Stored data:
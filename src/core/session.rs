// src/core/session.rs

//! End-to-end watch of one scan: obtain a scan id, poll it to a terminal state,
//! refresh the target's scan history and fetch the result collections.
//!
//! Progress is reported as `WatchEvent`s on an unbounded channel so a UI loop can
//! drain them without ever blocking the session.

use std::sync::Arc;

use tokio::sync::mpsc::UnboundedSender;
use tracing::{debug, info, warn};

use crate::core::client::ScanApi;
use crate::core::errors::SessionError;
use crate::core::fetcher::{CollectionKind, ResultFetcher, ResultSet};
use crate::core::models::{latest_scan, ScanParams, ScanRecord, ScopeTarget, Tool};
use crate::core::poller::{CancelToken, PollObserver, PollOutcome, PollPolicy, PollRetry, StatusPoller};

#[derive(Debug, Clone, PartialEq)]
pub enum WatchEvent {
    ScopeTarget(ScopeTarget),
    /// Sent for every status answer, repeated values included.
    Status(ScanRecord),
    PollRetry { attempt: u32, error: String },
    History(Vec<ScanRecord>),
    Results(ResultSet),
    /// Sent once, after `Results` when the scan succeeded.
    Finished(ScanRecord),
    Cancelled,
}

/// Where the scan to watch comes from.
#[derive(Debug, Clone)]
pub enum ScanSource {
    /// A scan id the caller already knows.
    Existing(String),
    /// Start a new scan of the request's scope target.
    Create(ScanParams),
    /// The newest scan of the request's scope target and tool.
    ResumeLatest,
}

#[derive(Debug, Clone)]
pub struct WatchRequest {
    pub tool: Tool,
    pub scope_target_id: Option<String>,
    pub source: ScanSource,
    pub collections: Vec<CollectionKind>,
}

#[derive(Debug, Clone, PartialEq)]
pub enum SessionOutcome {
    Finished(ScanRecord),
    Cancelled,
}

pub struct ScanSession<A> {
    api: Arc<A>,
    policy: PollPolicy,
}

// Forwards poll progress into the session's event channel.
struct ChannelObserver {
    events: UnboundedSender<WatchEvent>,
}

impl PollObserver for ChannelObserver {
    fn on_update(&mut self, record: &ScanRecord) {
        let _ = self.events.send(WatchEvent::Status(record.clone()));
    }

    fn on_retry(&mut self, retry: PollRetry<'_>) {
        let _ = self.events.send(WatchEvent::PollRetry {
            attempt: retry.attempt,
            error: retry.error.to_string(),
        });
    }

    fn on_complete(self, record: ScanRecord) {
        // The session emits `Finished` itself once results are in.
        debug!(status = %record.status, "Poll loop completed.");
    }
}

impl<A: ScanApi> ScanSession<A> {
    pub fn new(api: Arc<A>, policy: PollPolicy) -> Self {
        Self { api, policy }
    }

    pub async fn run(
        &self,
        request: WatchRequest,
        cancel: CancelToken,
        events: UnboundedSender<WatchEvent>,
    ) -> Result<SessionOutcome, SessionError> {
        let tool = request.tool.clone();

        if let Some(target_id) = request.scope_target_id.as_deref() {
            match self.api.get_scope_target(target_id).await {
                Ok(target) => {
                    let _ = events.send(WatchEvent::ScopeTarget(target));
                }
                Err(e) => warn!(scope_target_id = target_id, error = %e, "Could not load scope target."),
            }
        }

        let terminal = match self.resolve(&request, &events).await? {
            Resolved::Poll(scan_id) => {
                let poller = StatusPoller::new(self.api.clone(), tool.clone(), self.policy);
                let observer = ChannelObserver { events: events.clone() };
                let handle = poller.start_polling(&scan_id, cancel.clone(), observer)?;
                match handle.join().await? {
                    PollOutcome::Completed { record, .. } => record,
                    PollOutcome::Cancelled => {
                        let _ = events.send(WatchEvent::Cancelled);
                        return Ok(SessionOutcome::Cancelled);
                    }
                }
            }
            Resolved::AlreadyTerminal(record) => record,
        };

        if terminal.status.unlocks_results() {
            if cancel.is_cancelled() {
                let _ = events.send(WatchEvent::Cancelled);
                return Ok(SessionOutcome::Cancelled);
            }
            self.refresh_history(&request, &terminal, &events).await;
            let results = ResultFetcher::new(self.api.clone(), tool)
                .fetch_all(&terminal.scan_id, &request.collections)
                .await;
            let _ = events.send(WatchEvent::Results(results));
        } else {
            info!(scan_id = %terminal.scan_id, status = %terminal.status, error = ?terminal.error, "Scan ended without results.");
        }

        let _ = events.send(WatchEvent::Finished(terminal.clone()));
        Ok(SessionOutcome::Finished(terminal))
    }

    async fn resolve(
        &self,
        request: &WatchRequest,
        events: &UnboundedSender<WatchEvent>,
    ) -> Result<Resolved, SessionError> {
        match &request.source {
            ScanSource::Existing(scan_id) => Ok(Resolved::Poll(scan_id.clone())),
            ScanSource::Create(params) => {
                let target_id = required_target(request)?;
                let scan_id = self
                    .api
                    .create_scan(&request.tool, target_id, params)
                    .await
                    .map_err(SessionError::Create)?;
                info!(tool = %request.tool, scope_target_id = target_id, scan_id = %scan_id, "Scan started.");
                Ok(Resolved::Poll(scan_id))
            }
            ScanSource::ResumeLatest => {
                let target_id = required_target(request)?;
                let scans = self
                    .api
                    .list_scans(target_id, &request.tool)
                    .await
                    .map_err(SessionError::History)?;
                let latest = latest_scan(&scans).cloned().ok_or_else(|| SessionError::NoScans {
                    scope_target_id: target_id.to_string(),
                    tool: request.tool.to_string(),
                })?;
                let _ = events.send(WatchEvent::History(scans));

                if latest.status.is_terminal() {
                    info!(scan_id = %latest.scan_id, status = %latest.status, "Latest scan already finished.");
                    let _ = events.send(WatchEvent::Status(latest.clone()));
                    Ok(Resolved::AlreadyTerminal(latest))
                } else {
                    info!(scan_id = %latest.scan_id, "Resuming latest scan.");
                    Ok(Resolved::Poll(latest.scan_id))
                }
            }
        }
    }

    // Other scans of the same target may have finished meanwhile; the whole list is
    // reloaded rather than patched. The record names its owning target when the
    // request did not.
    async fn refresh_history(
        &self,
        request: &WatchRequest,
        terminal: &ScanRecord,
        events: &UnboundedSender<WatchEvent>,
    ) {
        let Some(target_id) = request
            .scope_target_id
            .as_deref()
            .or(terminal.scope_target_id.as_deref())
        else {
            debug!(scan_id = %terminal.scan_id, "No scope target known, history not refreshed.");
            return;
        };
        match self.api.list_scans(target_id, &request.tool).await {
            Ok(scans) => {
                let _ = events.send(WatchEvent::History(scans));
            }
            Err(e) => warn!(scope_target_id = target_id, error = %e, "Could not refresh scan history."),
        }
    }
}

enum Resolved {
    Poll(String),
    AlreadyTerminal(ScanRecord),
}

fn required_target(request: &WatchRequest) -> Result<&str, SessionError> {
    request
        .scope_target_id
        .as_deref()
        .ok_or(SessionError::MissingScopeTarget)
}
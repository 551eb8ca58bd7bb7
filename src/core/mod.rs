// src/core/mod.rs

// The scan-watching engine. Everything here is independent of the terminal UI.

/// Typed HTTP access to the reconnaissance backend, behind the `ScanApi` trait.
pub mod client;

/// Error types for the API, poller, config, export and session layers.
pub mod errors;

/// JSON export of filtered/sorted result views.
pub mod export;

/// Concurrent retrieval of the result collections of a finished scan.
pub mod fetcher;

/// Scan records, statuses, result rows and the value types around them.
pub mod models;

/// The cancellable status polling loop.
pub mod poller;

/// Orchestrates create/resume, polling and fetching for one watched scan.
pub mod session;

/// Case-insensitive filtering and stable sorting of result rows.
pub mod view;

#[cfg(test)]
pub(crate) mod testing;
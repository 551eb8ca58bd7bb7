// src/core/testing.rs

// Scripted in-memory backend shared by the unit tests of the poller, fetcher and session.

use std::sync::Mutex;
use std::sync::atomic::{AtomicU32, AtomicUsize, Ordering};
use std::time::Duration;

use chrono::{TimeZone, Utc};

use crate::core::client::ScanApi;
use crate::core::errors::ApiError;
use crate::core::models::{
    CloudDomain, CloudProvider, DnsRecord, RawResult, RecordType, ScanParams, ScanRecord, ScanStatus,
    ScopeTarget, Tool,
};

pub(crate) fn scan(id: &str, status: ScanStatus) -> ScanRecord {
    ScanRecord {
        scan_id: id.to_string(),
        scope_target_id: Some("target-1".to_string()),
        status,
        created_at: Utc.with_ymd_and_hms(2024, 5, 1, 12, 0, 0).unwrap(),
        execution_time: None,
        error: None,
    }
}

pub(crate) fn dns(domain: &str, record_type: RecordType, record: &str) -> DnsRecord {
    DnsRecord {
        domain: domain.to_string(),
        record_type,
        record: record.to_string(),
        created_at: Utc.with_ymd_and_hms(2024, 5, 1, 12, 0, 0).unwrap(),
    }
}

fn backend_error(path: &str) -> ApiError {
    ApiError::Status {
        status: 500,
        url: format!("http://fake/{path}"),
    }
}

/// Answers status requests from a script; the last status repeats forever.
pub(crate) struct FakeApi {
    script: Vec<ScanStatus>,
    served: AtomicUsize,
    status_calls: AtomicU32,
    failures_left: AtomicU32,
    latency: Option<Duration>,
    in_flight: AtomicU32,
    max_in_flight: AtomicU32,

    pub history: Mutex<Result<Vec<ScanRecord>, u16>>,
    pub scope_target: Mutex<Result<ScopeTarget, u16>>,
    pub dns: Mutex<Result<Vec<DnsRecord>, u16>>,
    pub cloud: Mutex<Result<Vec<CloudDomain>, u16>>,
    pub raw: Mutex<Result<Vec<RawResult>, u16>>,

    pub created: Mutex<Vec<(String, ScanParams)>>,
    pub listed_targets: Mutex<Vec<String>>,
    pub history_calls: AtomicU32,
    pub dns_calls: AtomicU32,
    pub cloud_calls: AtomicU32,
    pub raw_calls: AtomicU32,
}

impl FakeApi {
    pub fn with_statuses(script: &[ScanStatus]) -> Self {
        Self {
            script: script.to_vec(),
            served: AtomicUsize::new(0),
            status_calls: AtomicU32::new(0),
            failures_left: AtomicU32::new(0),
            latency: None,
            in_flight: AtomicU32::new(0),
            max_in_flight: AtomicU32::new(0),
            history: Mutex::new(Ok(Vec::new())),
            scope_target: Mutex::new(Ok(ScopeTarget {
                id: Some("target-1".to_string()),
                scope_target: "*.example.com".to_string(),
                target_type: "Wildcard".to_string(),
                mode: Some("Passive".to_string()),
            })),
            dns: Mutex::new(Ok(vec![
                dns("api.example.com", RecordType::A, "10.0.0.1"),
                dns("www.example.com", RecordType::Cname, "edge.example.net"),
                dns("mail.example.com", RecordType::Mx, "10 mx.example.com"),
            ])),
            cloud: Mutex::new(Ok(vec![CloudDomain {
                domain: "assets.s3.amazonaws.com".to_string(),
                provider: CloudProvider::Aws,
                created_at: Utc.with_ymd_and_hms(2024, 5, 1, 12, 0, 0).unwrap(),
            }])),
            raw: Mutex::new(Ok(vec![RawResult {
                domain: "example.com".to_string(),
                raw_output: "api.example.com [A] [10.0.0.1]".to_string(),
                created_at: Utc.with_ymd_and_hms(2024, 5, 1, 12, 0, 0).unwrap(),
            }])),
            created: Mutex::new(Vec::new()),
            listed_targets: Mutex::new(Vec::new()),
            history_calls: AtomicU32::new(0),
            dns_calls: AtomicU32::new(0),
            cloud_calls: AtomicU32::new(0),
            raw_calls: AtomicU32::new(0),
        }
    }

    pub fn with_status_latency(mut self, latency: Duration) -> Self {
        self.latency = Some(latency);
        self
    }

    pub fn fail_next_status_requests(&self, n: u32) {
        self.failures_left.store(n, Ordering::SeqCst);
    }

    pub fn status_calls(&self) -> u32 {
        self.status_calls.load(Ordering::SeqCst)
    }

    pub fn max_concurrent_status_calls(&self) -> u32 {
        self.max_in_flight.load(Ordering::SeqCst)
    }

    pub fn fetch_calls(&self) -> u32 {
        self.dns_calls.load(Ordering::SeqCst)
            + self.cloud_calls.load(Ordering::SeqCst)
            + self.raw_calls.load(Ordering::SeqCst)
    }
}

impl ScanApi for FakeApi {
    async fn create_scan(
        &self,
        _tool: &Tool,
        scope_target_id: &str,
        params: &ScanParams,
    ) -> Result<String, ApiError> {
        self.created
            .lock()
            .unwrap()
            .push((scope_target_id.to_string(), params.clone()));
        Ok("scan-new".to_string())
    }

    async fn get_status(&self, _tool: &Tool, scan_id: &str) -> Result<ScanRecord, ApiError> {
        self.status_calls.fetch_add(1, Ordering::SeqCst);
        let now = self.in_flight.fetch_add(1, Ordering::SeqCst) + 1;
        self.max_in_flight.fetch_max(now, Ordering::SeqCst);
        if let Some(latency) = self.latency {
            tokio::time::sleep(latency).await;
        }
        self.in_flight.fetch_sub(1, Ordering::SeqCst);

        let failing = self
            .failures_left
            .fetch_update(Ordering::SeqCst, Ordering::SeqCst, |n| n.checked_sub(1))
            .is_ok();
        if failing {
            return Err(backend_error("status"));
        }

        let idx = self.served.fetch_add(1, Ordering::SeqCst);
        let status = self.script[idx.min(self.script.len() - 1)];
        Ok(scan(scan_id, status))
    }

    async fn list_scans(&self, scope_target_id: &str, _tool: &Tool) -> Result<Vec<ScanRecord>, ApiError> {
        self.history_calls.fetch_add(1, Ordering::SeqCst);
        self.listed_targets.lock().unwrap().push(scope_target_id.to_string());
        self.history.lock().unwrap().clone().map_err(|_| backend_error("scans"))
    }

    async fn get_scope_target(&self, _scope_target_id: &str) -> Result<ScopeTarget, ApiError> {
        self.scope_target.lock().unwrap().clone().map_err(|_| backend_error("scopetarget"))
    }

    async fn dns_records(&self, _tool: &Tool, _scan_id: &str) -> Result<Vec<DnsRecord>, ApiError> {
        self.dns_calls.fetch_add(1, Ordering::SeqCst);
        self.dns.lock().unwrap().clone().map_err(|_| backend_error("dns-records"))
    }

    async fn cloud_domains(&self, _tool: &Tool, _scan_id: &str) -> Result<Vec<CloudDomain>, ApiError> {
        self.cloud_calls.fetch_add(1, Ordering::SeqCst);
        self.cloud.lock().unwrap().clone().map_err(|_| backend_error("cloud-domains"))
    }

    async fn raw_results(&self, _tool: &Tool, _scan_id: &str) -> Result<Vec<RawResult>, ApiError> {
        self.raw_calls.fetch_add(1, Ordering::SeqCst);
        self.raw.lock().unwrap().clone().map_err(|_| backend_error("raw-results"))
    }
}
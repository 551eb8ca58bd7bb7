// src/ui/widgets/mod.rs

pub mod footer; // Key hints and export feedback.
pub mod input; // Filter terms and the filter input line.
pub mod log_view;
pub mod results; // Collection tabs and the filtered/sorted table.
pub mod status_view; // Live scan record and scan history.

WHAT YOU ARE ASKED TO DO: Give the lines again, exactly as they stand, from the beginning of the data through the line with "use tokio::sync::mpsc::UnboundedSender;".

REPLY TO THE EXERCISE:
filename src/core/session.rs
// src/core/session.rs

//! End-to-end watch of one scan: obtain a scan id, poll it to a terminal state,
//! refresh the target's scan history and fetch the result collections.
//!
//! Progress is reported as `WatchEvent`s on an unbounded channel so a UI loop can
//! drain them without ever blocking the session.

use std::sync::Arc;

use tokio::sync::mpsc::UnboundedSender;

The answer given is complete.